I am always afraid that people will think I "chose" to become anorexic so that I would be thin and beautiful. Maybe they will think I starved myself for the attention and darkly glamorous life. I even thought maybe people would accuse me of lying because someone my size could never be anorexic. I could lie and say that I've never heard these things in the 5 years since being diagnosed. One bitch did. She mocked me when I was at my lowest and called me fat when it was in remission. Even though no one with a moral compass or smidge of sensitivity ever said anything negative, that one still keeps me from wanting to talk about it.
Well, this goes out to that one bitch.
It is because of people like her that there is a stigma.
If anorexia was a choice I made to become beautiful, I clearly did something wrong. Anorexia didn't turn me into a waif-like movie star with a narrow waist, big boobs, and luxurious hair. I was a skeleton with bones. And bad hair. And brittle nails. And dull skin. No amount of hot oil treatments, manicures, or makeup could fix the way I looked. But that wasn't the point. The point was that there will still an ounce of fat on the outer part of my left thigh, and I had to get rid of it. That ounce of fat stood between me and my desire to be completely clean, totally empty of anything that was bad in me, mentally or physically.

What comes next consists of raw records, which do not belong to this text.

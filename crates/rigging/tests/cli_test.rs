#![allow(deprecated)] // TODO: cargo_bin → cargo_bin_cmd! once assert_cmd 2.1 is the floor

mod common;

use assert_cmd::Command;
use common::TestProject;
use predicates::prelude::*;

const SITE: &str = r#"
variables:
  greeting: hello
resources:
  - type: local_directory
    name: site
    attributes:
      path: site
  - type: local_file
    name: index
    attributes:
      path: ${local_directory.site.path}/index.html
      content: "<h1>${var.greeting | upper}</h1>"
"#;

#[test]
fn test_cli_help() {
    let mut cmd = Command::cargo_bin("rig").unwrap();
    cmd.arg("--help")
        .assert()
        .success()
        .stdout(predicate::str::contains("plan"))
        .stdout(predicate::str::contains("apply"))
        .stdout(predicate::str::contains("run"))
        .stdout(predicate::str::contains("validate"));
}

#[test]
fn test_cli_version() {
    let mut cmd = Command::cargo_bin("rig").unwrap();
    cmd.arg("version")
        .assert()
        .success()
        .stdout(predicate::str::contains("rigging"));
}

#[test]
fn test_apply_help() {
    let mut cmd = Command::cargo_bin("rig").unwrap();
    cmd.args(["apply", "--help"])
        .assert()
        .success()
        .stdout(predicate::str::contains("--yes"))
        .stdout(predicate::str::contains("--continue-on-error"));
}

#[test]
fn test_invalid_command() {
    let mut cmd = Command::cargo_bin("rig").unwrap();
    cmd.arg("invalid-command").assert().failure();
}

#[test]
fn test_plan_reports_pending_changes() {
    let project = TestProject::new();
    project.write("site.yaml", SITE);

    project
        .rig()
        .args(["plan", "site.yaml"])
        .assert()
        .code(2)
        .stdout(predicate::str::contains("+ create local_directory.site"))
        .stdout(predicate::str::contains("+ create local_file.index"))
        .stdout(predicate::str::contains("2 to create"));

    assert!(project.read("site/index.html").is_none());
}

#[test]
fn test_apply_without_yes_changes_nothing() {
    let project = TestProject::new();
    project.write("site.yaml", SITE);

    project
        .rig()
        .args(["apply", "site.yaml"])
        .assert()
        .success()
        .stdout(predicate::str::contains("--yes"));

    assert!(project.read("site/index.html").is_none());
    assert!(!project.path().join(".rigging/state.json").exists());
}

#[test]
fn test_apply_then_plan_is_clean() {
    let project = TestProject::new();
    project.write("site.yaml", SITE);

    project
        .rig()
        .args(["apply", "site.yaml", "--yes"])
        .assert()
        .success()
        .stdout(predicate::str::contains("Apply complete"));

    assert_eq!(project.read("site/index.html").unwrap(), "<h1>HELLO</h1>");
    assert!(project.path().join(".rigging/state.json").exists());

    project
        .rig()
        .args(["plan", "site.yaml"])
        .assert()
        .code(0)
        .stdout(predicate::str::contains("No changes"));

    project
        .rig()
        .args(["state", "show"])
        .assert()
        .success()
        .stdout(predicate::str::contains("local_file.index"))
        .stdout(predicate::str::contains("site/index.html"));
}

#[test]
fn test_refresh_restores_deleted_file() {
    let project = TestProject::new();
    project.write("site.yaml", SITE);
    project
        .rig()
        .args(["apply", "site.yaml", "--yes"])
        .assert()
        .success();

    std::fs::remove_file(project.path().join("site/index.html")).unwrap();

    // Without refresh the snapshot still claims the file exists
    project
        .rig()
        .args(["plan", "site.yaml"])
        .assert()
        .code(0);

    project
        .rig()
        .args(["apply", "site.yaml", "--refresh", "--yes"])
        .assert()
        .success();
    assert_eq!(project.read("site/index.html").unwrap(), "<h1>HELLO</h1>");
}

#[test]
fn test_destroy_plan() {
    let project = TestProject::new();
    project.write("site.yaml", SITE);
    project
        .rig()
        .args(["apply", "site.yaml", "--yes"])
        .assert()
        .success();

    project
        .rig()
        .args(["apply", "site.yaml", "--destroy", "--yes"])
        .assert()
        .success();
    assert!(!project.path().join("site").exists());

    project
        .rig()
        .args(["state", "show"])
        .assert()
        .success()
        .stdout(predicate::str::contains("No resources recorded"));
}

#[test]
fn test_custom_state_path() {
    let project = TestProject::new();
    project.write("site.yaml", SITE);

    project
        .rig()
        .args(["apply", "site.yaml", "--yes", "--state", "custom.json"])
        .assert()
        .success();
    assert!(project.path().join("custom.json").exists());
    assert!(!project.path().join(".rigging/state.json").exists());
}

#[test]
fn test_plan_unknown_target() {
    let project = TestProject::new();
    project.write("site.yaml", SITE);

    project
        .rig()
        .args(["plan", "site.yaml", "--target", "nonsense"])
        .assert()
        .code(1)
        .stderr(predicate::str::contains("type.name"));
}

#[test]
fn test_validate_desired_state() {
    let project = TestProject::new();
    project.write("site.yaml", SITE);

    project
        .rig()
        .args(["validate", "site.yaml"])
        .assert()
        .success()
        .stdout(predicate::str::contains("2 resources"));
}

#[test]
fn test_validate_unknown_resource_type() {
    let project = TestProject::new();
    project.write(
        "bad.yaml",
        "resources:\n  - type: cloud_server\n    name: web\n    attributes: {}\n",
    );

    project
        .rig()
        .args(["validate", "bad.yaml"])
        .assert()
        .failure()
        .stderr(predicate::str::contains("cloud_server"));
}

#[test]
fn test_validate_playbook() {
    let project = TestProject::new();
    project.write(
        "site.yml",
        r#"
plays:
  - name: web
    hosts: all
    actions:
      - name: say hi
        debug:
          msg: hi
"#,
    );

    project
        .rig()
        .args(["validate", "site.yml"])
        .assert()
        .success()
        .stdout(predicate::str::contains("playbook, 1 plays"));
}

#[test]
fn test_validate_rejects_unknown_handler() {
    let project = TestProject::new();
    project.write(
        "site.yml",
        r#"
plays:
  - name: web
    hosts: all
    actions:
      - name: say hi
        debug:
          msg: hi
        notify: restart nothing
"#,
    );

    project
        .rig()
        .args(["validate", "site.yml"])
        .assert()
        .failure();
}

#[cfg(unix)]
mod run {
    use super::*;

    const INVENTORY: &str = r#"
hosts:
  - alias: box
    address: localhost
    connection:
      type: local
"#;

    #[test]
    fn test_run_local_host() {
        let project = TestProject::new();
        let target = project.path().join("out");
        project.write("inventory.yaml", INVENTORY);
        project.write(
            "site.yml",
            &format!(
                r#"
plays:
  - name: setup
    hosts: all
    actions:
      - name: out directory
        file:
          path: {dir}
          state: directory
      - name: marker
        copy:
          dest: {dir}/marker
          content: "${{host.alias}}"
"#,
                dir = target.display()
            ),
        );

        project
            .rig()
            .args(["run", "site.yml", "-i", "inventory.yaml"])
            .assert()
            .success()
            .stdout(predicate::str::contains("PLAY RECAP"))
            .stdout(predicate::str::contains("changed=2"));
        assert_eq!(std::fs::read_to_string(target.join("marker")).unwrap(), "box");

        // Second run changes nothing
        project
            .rig()
            .args(["run", "site.yml", "-i", "inventory.yaml"])
            .assert()
            .success()
            .stdout(predicate::str::contains("changed=0"));
    }

    #[test]
    fn test_run_failure_exit_code() {
        let project = TestProject::new();
        project.write("inventory.yaml", INVENTORY);
        project.write(
            "site.yml",
            r#"
plays:
  - name: broken
    hosts: box
    actions:
      - name: fails
        shell: exit 3
"#,
        );

        project
            .rig()
            .args(["run", "site.yml", "-i", "inventory.yaml"])
            .assert()
            .code(1)
            .stdout(predicate::str::contains("failed=1"));
    }

    #[test]
    fn test_run_hosts_from_state() {
        let project = TestProject::new();
        project.write("site.yaml", SITE);
        project
            .rig()
            .args(["apply", "site.yaml", "--yes"])
            .assert()
            .success();

        project.write(
            "inventory.yaml",
            r#"
from_state:
  - type: local_directory
    address_attribute: path
    groups: [sites]
    connection:
      type: local
"#,
        );
        project.write(
            "check.yml",
            r#"
plays:
  - name: check
    hosts: sites
    actions:
      - name: directory exists
        command: test -d ${host.address}
"#,
        );

        project
            .rig()
            .args(["run", "check.yml", "-i", "inventory.yaml"])
            .assert()
            .success()
            .stdout(predicate::str::contains("[site] directory exists"));
    }
}
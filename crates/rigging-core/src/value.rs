//! Dynamic values shared by resource attributes, action parameters and
//! host variables.

use std::collections::BTreeMap;

pub use serde_json::Value;

/// Ordered attribute/parameter map. Ordered so that plans and state files
/// serialize identically for identical inputs.
pub type ValueMap = BTreeMap<String, Value>;

/// Truthiness used by conditions: `null`, `false`, `0`, `""`, `[]` and `{}`
/// are false, everything else is true.
pub fn is_truthy(value: &Value) -> bool {
    match value {
        Value::Null => false,
        Value::Bool(b) => *b,
        Value::Number(n) => n.as_f64().is_some_and(|f| f != 0.0),
        Value::String(s) => !s.is_empty(),
        Value::Array(items) => !items.is_empty(),
        Value::Object(map) => !map.is_empty(),
    }
}

/// Render a value the way it appears inside an interpolated string.
pub fn to_display(value: &Value) -> String {
    match value {
        Value::String(s) => s.clone(),
        Value::Null => String::new(),
        other => other.to_string(),
    }
}

/// Short type name for error messages.
pub fn type_name(value: &Value) -> &'static str {
    match value {
        Value::Null => "null",
        Value::Bool(_) => "bool",
        Value::Number(_) => "number",
        Value::String(_) => "string",
        Value::Array(_) => "array",
        Value::Object(_) => "object",
    }
}

/// Convert an ordered map into a JSON object value.
pub fn map_to_value(map: &ValueMap) -> Value {
    Value::Object(map.iter().map(|(k, v)| (k.clone(), v.clone())).collect())
}

/// Deep equality that treats `1` and `1.0` as equal.
pub fn values_equal(a: &Value, b: &Value) -> bool {
    match (a, b) {
        (Value::Number(x), Value::Number(y)) => match (x.as_i64(), y.as_i64()) {
            (Some(i), Some(j)) => i == j,
            _ => x.as_f64() == y.as_f64(),
        },
        (Value::Array(xs), Value::Array(ys)) => {
            xs.len() == ys.len() && xs.iter().zip(ys).all(|(x, y)| values_equal(x, y))
        }
        (Value::Object(xs), Value::Object(ys)) => {
            xs.len() == ys.len()
                && xs
                    .iter()
                    .all(|(k, x)| ys.get(k).is_some_and(|y| values_equal(x, y)))
        }
        _ => a == b,
    }
}
//! Rigging Converge
//!
//! The convergence engine: runs ordered, idempotent actions on a fleet of
//! hosts through a pluggable remote executor, and fires deduplicated
//! handlers for actions that changed something.
//!
//! # Architecture
//!
//! ```text
//! ┌────────────┐   ┌────────────┐
//! │  playbook  │   │ inventory  │◀── outputs of rigging-cloud
//! └─────┬──────┘   └─────┬──────┘
//!       └───────┬────────┘
//!         ┌─────▼─────┐   one task per host, at most `forks` at once
//!         │  engine   │
//!         └─────┬─────┘
//!               │ trait RemoteExecutor { execute }
//!         ┌─────▼─────────┐
//!         │ ShellExecutor │  sh -c / ssh
//!         └───────────────┘
//! ```

pub mod engine;
pub mod error;
pub mod executor;
pub mod inventory;
pub mod module;
pub mod playbook;
pub mod report;
pub mod shell;

// Re-exports
pub use engine::{DEFAULT_FORKS, RunOptions, run};
pub use error::{ConvergeError, ExecError, Result};
pub use executor::{ExecOutput, RemoteExecutor};
pub use inventory::{ALL, Host, Inventory, InventoryDocument, StateSource, hosts_from_outputs};
pub use module::{ModuleKind, ModuleSchema, ParamKind, ParamSpec};
pub use playbook::{Action, Play, Playbook};
pub use report::{ActionResult, HostRun, HostStatus, Outcome, PlayReport, Recap, RunReport};
pub use shell::{CHANGED_MARKER, ShellExecutor};
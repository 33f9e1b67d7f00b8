//! Rigging Core
//!
//! Building blocks shared by the reconciliation engine (`rigging-cloud`) and
//! the convergence engine (`rigging-converge`):
//!
//! - [`expr`]: a small, pure expression language for references, parameters
//!   and conditions
//! - [`template`]: `${ ... }` interpolation on top of it
//! - [`graph`]: dependency graphs with cycle detection and deterministic
//!   topological order
//! - [`policy`]: per-call timeout and retry with cooperative cancellation

pub mod error;
pub mod expr;
pub mod graph;
pub mod policy;
pub mod template;
pub mod value;

// Re-exports
pub use error::{CoreError, Result};
pub use expr::{Expr, Expression, LayeredScope, PathSegment, Scope, VarPath};
pub use graph::DependencyGraph;
pub use policy::{CallError, CallPolicy, RetryPolicy, call_with_policy};
pub use template::{Template, render_value};
pub use tokio_util::sync::CancellationToken;
pub use value::{Value, ValueMap};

If I did it for the attention, why did I isolate myself when it was at its worst? That is how I lost all attention. After canceling on friends for months, they stopped calling. I didn't have the energy to make new friends. Or the time. I had a lot of calorie counting, exercising, and pretending to be functional at school to do. I didn't want attention because doing things with people who weren't crazy meant that they would try to get me to eat or ask me why I've lost weight or gossip about me after I left. It was easier to stay holed up in my apartment staring at my books.
And as for anorexia being glamorous? A bony butt that hurts if you have to sit for more than 15 minutes isn't glamorous. Going to sleep every night mentally planning how to not go over your 300 calorie limit for the next day isn't glamorous. Exercising at 2 in the morning because you woke up from a nightmare that you ate a piece of what used to be your favorite cake isn't glamorous. None of it is.
The last accusation: that I couldn't be anorexic because I wasn't skinny enough. That is kinda the nature of the illness in action right there. Anorexia makes you think you're fat when you're not, and deliberately calling someone who has this illness "fat" is like handing someone who is suicidal a loaded gun. I was almost 40 pounds underweight, and I still thought I was fat. I was terrified of other people thinking so too. Obviously, anorexia had a pretty firm hold on my body and mind. But even if I wasn't grossly thin, even I was a "healthy" weight, who is an outsider, with no professional right to diagnose or personal right to comment, to judge what mental illness I may or may not have?
No one can truly understand what this illness is like unless they have gone through it, but as a society, we should have enough sensitivity to the issue to allow those who suffer from it to feel comfortable sharing their experience, asking for help, and healing without judgment.